Mahendra Atlani1, Raj K Sharma, Amit Gupta.   

Abstract

Anti-IL-2 receptor has been proven to be effective in reducing the rate of acute rejection in kidney transplantation and also in improving the graft and patient survival rates. In this study, we retrospectively reviewed the role of the anti-IL-2 receptor, basiliximab, as an induction immunosuppression. Fifty-seven kidney transplant recipients from living donors who received the IL-2 blocker basiliximab (Group 1) as induction therapy in combination with cyclosporine (CsA), steroids and mycophenolate mofetil (MMF) or azathioprine (AZA) were compared with similarly matched renal transplant recipients (N = 312) who did not receive induction therapy (Group 2). Survival analysis was performed using the Kaplan-Meir method. Chi-square test was used to compare the outcome difference of various parameters between the two groups. Both the groups were similar in terms of demographic characteristcs and maintenance immunosuppression used. The total number of rejections was significantly less in Group 1, 14% vs 25% in Group 2 (P = 0.04, Odds ratio = 0.44).
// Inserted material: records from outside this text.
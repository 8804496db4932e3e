//! Elasticsearch client - the only piece that talks to the search backend
//!
//! The rest of the service goes through the [`SearchBackend`] trait so the
//! executor can be exercised against a test double. The real client wraps a
//! single shared `reqwest::Client` created at process start.

use anyhow::anyhow;
use async_trait::async_trait;
use reqwest::{Client, StatusCode};
use serde::Deserialize;
use serde_json::{json, Map, Value};

use crate::error::ApiError;
use crate::fields;

/// Raw search response as Elasticsearch returns it.
#[derive(Debug, Deserialize)]
pub struct EsSearchResponse {
    pub hits: EsHits,
}

#[derive(Debug, Default, Deserialize)]
pub struct EsHits {
    /// May be a bare integer (older servers), an object with a nested
    /// `value`, or absent entirely.
    #[serde(default)]
    pub total: Option<TotalCount>,
    #[serde(default)]
    pub hits: Vec<EsHit>,
}

#[derive(Debug, Deserialize)]
pub struct EsHit {
    #[serde(rename = "_id")]
    pub id: String,
    #[serde(rename = "_source", default)]
    pub source: Map<String, Value>,
}

/// The two wire shapes of `hits.total`.
#[derive(Debug, Clone, Copy, Deserialize)]
#[serde(untagged)]
pub enum TotalCount {
    Bare(u64),
    Nested { value: u64 },
}

impl TotalCount {
    pub fn value(self) -> u64 {
        match self {
            TotalCount::Bare(n) => n,
            TotalCount::Nested { value } => value,
        }
    }
}

/// Normalize the optional total to a single unsigned count; absent means 0.
pub fn normalize_total(total: Option<TotalCount>) -> u64 {
    total.map(TotalCount::value).unwrap_or(0)
}

/// Backend seam used by the search service.
#[async_trait]
pub trait SearchBackend: Send + Sync {
    /// Run a `_search` request with the given request body.
    async fn search(&self, body: Value) -> Result<EsSearchResponse, ApiError>;

    /// Set the tombstone flag on one document. The update must be visible
    /// to searches before this returns.
    async fn mark_deleted(&self, id: &str) -> Result<(), ApiError>;

    /// Backend liveness check for the health endpoint.
    async fn ping(&self) -> bool;
}

/// HTTP client for a single Elasticsearch index.
pub struct EsClient {
    http: Client,
    base_url: String,
    index: String,
}

impl EsClient {
    pub fn new(http: Client, base_url: &str, index: &str) -> Self {
        Self {
            http,
            base_url: base_url.trim_end_matches('/').to_string(),
            index: index.to_string(),
        }
    }

    pub fn index(&self) -> &str {
        &self.index
    }
}

#[async_trait]
impl SearchBackend for EsClient {
    async fn search(&self, body: Value) -> Result<EsSearchResponse, ApiError> {
        let url = format!("{}/{}/_search", self.base_url, self.index);

        let response = self
            .http
            .post(&url)
            .json(&body)
            .send()
            .await
            .map_err(ApiError::backend)?;

        let status = response.status();
        if !status.is_success() {
            let detail = response.text().await.unwrap_or_default();
            return Err(ApiError::backend(anyhow!(
                "search request failed with {}: {}",
                status,
                detail
            )));
        }

        response.json().await.map_err(ApiError::backend)
    }

    async fn mark_deleted(&self, id: &str) -> Result<(), ApiError> {
        // refresh=true forces the update to be visible to the next search
        let url = format!("{}/{}/_update/{}?refresh=true", self.base_url, self.index, id);
        let body = json!({ "doc": { (fields::DELETED): true } });

        let response = self
            .http
            .post(&url)
            .json(&body)
            .send()
            .await
            .map_err(ApiError::backend)?;

        let status = response.status();
        if status == StatusCode::NOT_FOUND {
            return Err(ApiError::not_found("Document not found"));
        }
        if !status.is_success() {
            let detail = response.text().await.unwrap_or_default();
            return Err(ApiError::backend(anyhow!(
                "update request failed with {}: {}",
                status,
                detail
            )));
        }

        Ok(())
    }

    async fn ping(&self) -> bool {
        match self.http.get(&self.base_url).send().await {
            Ok(response) => response.status().is_success(),
            Err(e) => {
                tracing::warn!("elasticsearch ping failed: {}", e);
                false
            }
        }
    }
}

#[cfg(test)]
mod tests {
    use super::*;

    #[test]
    fn test_total_count_bare_integer() {
        let hits: EsHits = serde_json::from_value(json!({ "total": 42, "hits": [] })).unwrap();
        assert_eq!(normalize_total(hits.total), 42);
    }

    #[test]
    fn test_total_count_nested_object() {
        let hits: EsHits = serde_json::from_value(json!({
            "total": { "value": 7, "relation": "eq" },
            "hits": []
        }))
        .unwrap();
        assert_eq!(normalize_total(hits.total), 7);
    }

    #[test]
    fn test_total_count_missing_is_zero() {
        let hits: EsHits = serde_json::from_value(json!({ "hits": [] })).unwrap();
        assert_eq!(normalize_total(hits.total), 0);
    }

    #[test]
    fn test_hit_parsing() {
        let response: EsSearchResponse = serde_json::from_value(json!({
            "hits": {
                "total": { "value": 1 },
                "hits": [
                    { "_id": "abc-1", "_source": { (fields::MAIN_NAME): "הרצל" } }
                ]
            }
        }))
        .unwrap();
        assert_eq!(response.hits.hits.len(), 1);
        assert_eq!(response.hits.hits[0].id, "abc-1");
        assert_eq!(response.hits.hits[0].source[fields::MAIN_NAME], "הרצל");
    }

    #[test]
    fn test_base_url_trailing_slash_trimmed() {
        let client = EsClient::new(Client::new(), "http://localhost:9200/", "street-names");
        assert_eq!(client.base_url, "http://localhost:9200");
        assert_eq!(client.index(), "street-names");
    }
}
//! Input validation for search queries and document identifiers
//!
//! Runs before anything reaches the query builder. Validation can reject;
//! sanitization never does, it only strips characters.

use crate::error::ApiError;

/// Maximum query length, measured after trimming and before sanitization.
pub const MAX_QUERY_LENGTH: usize = 200;
/// Maximum document identifier length after trimming.
pub const MAX_ID_LENGTH: usize = 100;

/// Characters stripped from queries before they reach the query builder.
const QUERY_DENYLIST: [char; 7] = ['<', '>', '{', '}', '[', ']', '\\'];

/// Validate and sanitize a search query.
///
/// Rejects absent, empty-after-trim and over-long values, then strips the
/// structural denylist characters. Hebrew, Latin, digits, spaces and common
/// punctuation all pass through untouched.
pub fn validate_search_query(query: Option<&str>) -> Result<String, ApiError> {
    let query = query.ok_or_else(|| ApiError::invalid_input("Search query is required"))?;

    let trimmed = query.trim();

    if trimmed.is_empty() {
        return Err(ApiError::invalid_input("Search query cannot be empty"));
    }

    if trimmed.chars().count() > MAX_QUERY_LENGTH {
        return Err(ApiError::invalid_input(format!(
            "Search query cannot exceed {} characters",
            MAX_QUERY_LENGTH
        )));
    }

    let sanitized: String = trimmed.chars().filter(|c| !QUERY_DENYLIST.contains(c)).collect();

    Ok(sanitized)
}

/// Validate a document identifier.
///
/// Backend-assigned ids are ASCII alphanumerics plus `_` and `-`; anything
/// else is rejected rather than escaped.
pub fn validate_document_id(id: Option<&str>) -> Result<String, ApiError> {
    let id = id.ok_or_else(|| ApiError::invalid_input("Document ID is required"))?;

    let trimmed = id.trim();

    if trimmed.is_empty() {
        return Err(ApiError::invalid_input("Document ID cannot be empty"));
    }

    if trimmed.len() > MAX_ID_LENGTH {
        return Err(ApiError::invalid_input(format!(
            "Document ID cannot exceed {} characters",
            MAX_ID_LENGTH
        )));
    }

    if !trimmed.chars().all(|c| c.is_ascii_alphanumeric() || c == '_' || c == '-') {
        return Err(ApiError::invalid_input("Invalid document ID format"));
    }

    Ok(trimmed.to_string())
}

#[cfg(test)]
mod tests {
    use super::*;

    #[test]
    fn test_query_required() {
        assert!(validate_search_query(None).is_err());
    }

    #[test]
    fn test_query_empty_and_whitespace_rejected() {
        assert!(validate_search_query(Some("")).is_err());
        assert!(validate_search_query(Some("   \t ")).is_err());
    }

    #[test]
    fn test_query_length_boundary() {
        let ok = "א".repeat(MAX_QUERY_LENGTH);
        assert_eq!(validate_search_query(Some(&ok)).unwrap(), ok);

        let too_long = "א".repeat(300);
        assert!(validate_search_query(Some(&too_long)).is_err());
    }

    #[test]
    fn test_query_length_measured_after_trim() {
        let padded = format!("  {}  ", "x".repeat(MAX_QUERY_LENGTH));
        assert!(validate_search_query(Some(&padded)).is_ok());
    }

    #[test]
    fn test_query_sanitization_strips_denylist() {
        let sanitized = validate_search_query(Some("הרצל <script>{}[]\\")).unwrap();
        assert_eq!(sanitized, "הרצל script");
    }

    #[test]
    fn test_query_keeps_hebrew_and_punctuation() {
        let sanitized = validate_search_query(Some("בן-גוריון (דוד)")).unwrap();
        assert_eq!(sanitized, "בן-גוריון (דוד)");
    }

    #[test]
    fn test_punctuation_only_query_sanitizes_without_error() {
        // degenerates to an empty string; the query builder still gets a
        // valid (zero-hit) expression out of it
        assert_eq!(validate_search_query(Some("[]{}")).unwrap(), "");
    }

    #[test]
    fn test_id_required_and_empty() {
        assert!(validate_document_id(None).is_err());
        assert!(validate_document_id(Some("  ")).is_err());
    }

    #[test]
    fn test_id_charset() {
        assert_eq!(
            validate_document_id(Some("abc_DEF-123")).unwrap(),
            "abc_DEF-123"
        );
        assert!(validate_document_id(Some("invalid@id#with$")).is_err());
        assert!(validate_document_id(Some("id with space")).is_err());
    }

    #[test]
    fn test_id_length_boundary() {
        let ok = "a".repeat(MAX_ID_LENGTH);
        assert!(validate_document_id(Some(&ok)).is_ok());
        let too_long = "a".repeat(MAX_ID_LENGTH + 1);
        assert!(validate_document_id(Some(&too_long)).is_err());
    }
}
//! Error taxonomy shared by the search and delete paths
//!
//! Three kinds, each with a fixed HTTP mapping:
//! - `InvalidInput` -> 400, message returned as-is
//! - `NotFound` -> 404
//! - `Backend` -> 500, original error logged but never leaked to the caller

use axum::{
    http::StatusCode,
    response::{IntoResponse, Response},
    Json,
};
use serde_json::json;
use thiserror::Error;

#[derive(Debug, Error)]
pub enum ApiError {
    #[error("{0}")]
    InvalidInput(String),

    #[error("{0}")]
    NotFound(String),

    #[error("Search service error")]
    Backend(#[source] anyhow::Error),
}

impl ApiError {
    pub fn invalid_input(message: impl Into<String>) -> Self {
        ApiError::InvalidInput(message.into())
    }

    pub fn not_found(message: impl Into<String>) -> Self {
        ApiError::NotFound(message.into())
    }

    pub fn backend(source: impl Into<anyhow::Error>) -> Self {
        ApiError::Backend(source.into())
    }

    pub fn status_code(&self) -> StatusCode {
        match self {
            ApiError::InvalidInput(_) => StatusCode::BAD_REQUEST,
            ApiError::NotFound(_) => StatusCode::NOT_FOUND,
            ApiError::Backend(_) => StatusCode::INTERNAL_SERVER_ERROR,
        }
    }
}

impl IntoResponse for ApiError {
    fn into_response(self) -> Response {
        let status = self.status_code();
        let message = match &self {
            ApiError::InvalidInput(msg) | ApiError::NotFound(msg) => msg.clone(),
            ApiError::Backend(source) => {
                // diagnostics stay server-side
                tracing::error!("search backend error: {:#}", source);
                "Search service error".to_string()
            }
        };
        (status, Json(json!({ "error": message }))).into_response()
    }
}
A higher number of patients in Group 2 had steroid-resistant rejections, although the difference was not statistically significant (9.9% in Group 2 vs 5.3% in Group 1). Death-censored graft survival was not significantly better in Group 1 at five years as compared with Group 2 (79.4% vs 47.2%, P = 0.09). On multivariate analysis for association with graft survival, only late acute rejections and steroid-resistant rejections were independently associated with poor graft survival, while the type of maintenance immuno-suppression (MMF vs AZA), use of basiliximab induction therapy and total number of acute rejection episodes had no association. Our study suggests that the use of anti-IL-2 receptor antibody basiliximab as induction immuno-suppression results in significantly better prevention of acute rejection, but it does not result in a significantly improved graft survival at five years. It also results in reduced severity of acute rejection.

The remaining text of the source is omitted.